Penggunaan obat-obatan ini memiliki pengaruh terhadap kerja
sistem saraf, misalnya hilangnya koordinasi tubuh, karena di dalam tubuh
pemakai, kekurangan dopamin. Dopamin merupakan neurotransmitter yang
terdapat di otak dan berperan penting dalam merambatkan impuls saraf ke
sel saraf lainnya. Hal ini menyebabkan dopamin tidak dihasilkan. Apabila
impuls saraf sampai pada bongkol sinapsis, maka gelembung-gelembung
sinapsis akan mendekati membran presinapsis.

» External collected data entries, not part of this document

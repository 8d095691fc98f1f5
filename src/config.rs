use serde::Deserialize;
use std::fs;

#[derive(Debug, Deserialize, Clone, Default)]
pub struct Config {
    #[serde(default)]
    pub discovery: DiscoveryConfig,
    #[serde(default)]
    pub limiter: LimiterConfig,
    #[serde(default)]
    pub server: ServerConfig,
}

#[derive(Debug, Deserialize, Clone)]
pub struct DiscoveryConfig {
    #[serde(default = "default_fanout_limit")]
    pub fanout_limit: usize,
    #[serde(default = "default_request_timeout")]
    pub request_timeout_secs: u64,
    #[serde(default = "default_round_timeout")]
    pub round_timeout_secs: u64,
    #[serde(default = "default_cache_ttl")]
    pub cache_ttl_secs: u64,
    #[serde(default = "default_max_stale")]
    pub max_stale_secs: u64,
    #[serde(default = "default_tracked_symbols")]
    pub tracked_symbols: Vec<String>,
    #[serde(default = "default_refresh_interval")]
    pub refresh_interval_secs: u64,
}

#[derive(Debug, Deserialize, Clone)]
pub struct LimiterConfig {
    #[serde(default = "default_base_cooldown")]
    pub base_cooldown_secs: u64,
    #[serde(default = "default_rate_limited_cooldown")]
    pub rate_limited_cooldown_secs: u64,
    #[serde(default = "default_max_cooldown")]
    pub max_cooldown_secs: u64,
    #[serde(default = "default_failure_threshold")]
    pub failure_threshold: u32,
}

#[derive(Debug, Deserialize, Clone)]
pub struct ServerConfig {
    #[serde(default = "default_host")]
    pub host: String,
    #[serde(default = "default_port")]
    pub port: u16,
}

fn default_fanout_limit() -> usize { 6 }
fn default_request_timeout() -> u64 { 5 }
fn default_round_timeout() -> u64 { 6 }
fn default_cache_ttl() -> u64 { 30 }
fn default_max_stale() -> u64 { 300 }
fn default_tracked_symbols() -> Vec<String> {
    ["BTC", "ETH", "SOL"].iter().map(|s| s.to_string()).collect()
}
fn default_refresh_interval() -> u64 { 60 }
fn default_base_cooldown() -> u64 { 5 }
fn default_rate_limited_cooldown() -> u64 { 30 }
fn default_max_cooldown() -> u64 { 600 }
fn default_failure_threshold() -> u32 { 3 }
fn default_host() -> String { "0.0.0.0".to_string() }
fn default_port() -> u16 { 8090 }

impl Default for DiscoveryConfig {
    fn default() -> Self {
        Self {
            fanout_limit: default_fanout_limit(),
            request_timeout_secs: default_request_timeout(),
            round_timeout_secs: default_round_timeout(),
            cache_ttl_secs: default_cache_ttl(),
            max_stale_secs: default_max_stale(),
            tracked_symbols: default_tracked_symbols(),
            refresh_interval_secs: default_refresh_interval(),
        }
    }
}

impl Default for LimiterConfig {
    fn default() -> Self {
        Self {
            base_cooldown_secs: default_base_cooldown(),
            rate_limited_cooldown_secs: default_rate_limited_cooldown(),
            max_cooldown_secs: default_max_cooldown(),
            failure_threshold: default_failure_threshold(),
        }
    }
}

impl Default for ServerConfig {
    fn default() -> Self {
        Self {
            host: default_host(),
            port: default_port(),
        }
    }
}

impl Config {
    pub fn load() -> Result<Self, Box<dyn std::error::Error>> {
        let content = fs::read_to_string("config.toml")?;
        let config: Config = toml::from_str(&content)?;
        Ok(config)
    }
}

#[cfg(test)]
mod tests {
    use super::*;

    #[test]
    fn defaults_are_usable() {
        let cfg = Config::default();
        assert!(cfg.discovery.fanout_limit > 0);
        assert!(cfg.discovery.round_timeout_secs >= cfg.discovery.request_timeout_secs);
        assert_eq!(cfg.limiter.failure_threshold, 3);
    }

    #[test]
    fn partial_toml_fills_defaults() {
        let cfg: Config = toml::from_str(
            r#"
            [discovery]
            cache_ttl_secs = 10

            [server]
            port = 9000
            "#,
        )
        .unwrap();
        assert_eq!(cfg.discovery.cache_ttl_secs, 10);
        assert_eq!(cfg.discovery.fanout_limit, 6);
        assert_eq!(cfg.server.port, 9000);
        assert_eq!(cfg.limiter.max_cooldown_secs, 600);
    }
}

Namun karena dopamin tidak
dihasilkan, neurotransmitte tidak dapat melepaskan isinya ke celah
sinapsis sehingga impuls saraf yang dibawa tidak dapat menyebrang ke
membran post sinapsis. Kondisi tersebut menyebabkan tidak terjadinya
depolarisasi pada membran post sinapsis dan tidak terjadi potensial
kerja karena impuls saraf tidak bisa merambat ke sel saraf berikutnya.
Efek lain dari penggunaan
obat-obatan terlarang adalah hilangnya kendali otot gerak, kesadaran,
denyut jantung melemah, hilangnya nafsu makan, terjadi kerusakan hati
dan lambung, kerusakan alat respirasi, gemetar terus-menerus, terjadi
kram perut dan bahkan mengakibatkan kematian.
Untuk menyembuhkan para
pencandu diperlukan terapi yang tepat dengan mengurangi konsumsi
obat-obatan sedikit demi sedikit di bawah pengawasan dokter dan
diperlukan dukungan moral dari keluarga serta lingkungannya yang
diiringi oleh tekad si pemakai untuk segera sembuh. Hal yang paling
penting adalah ditumbuhkannya nilai agama dalam diri si pemakai.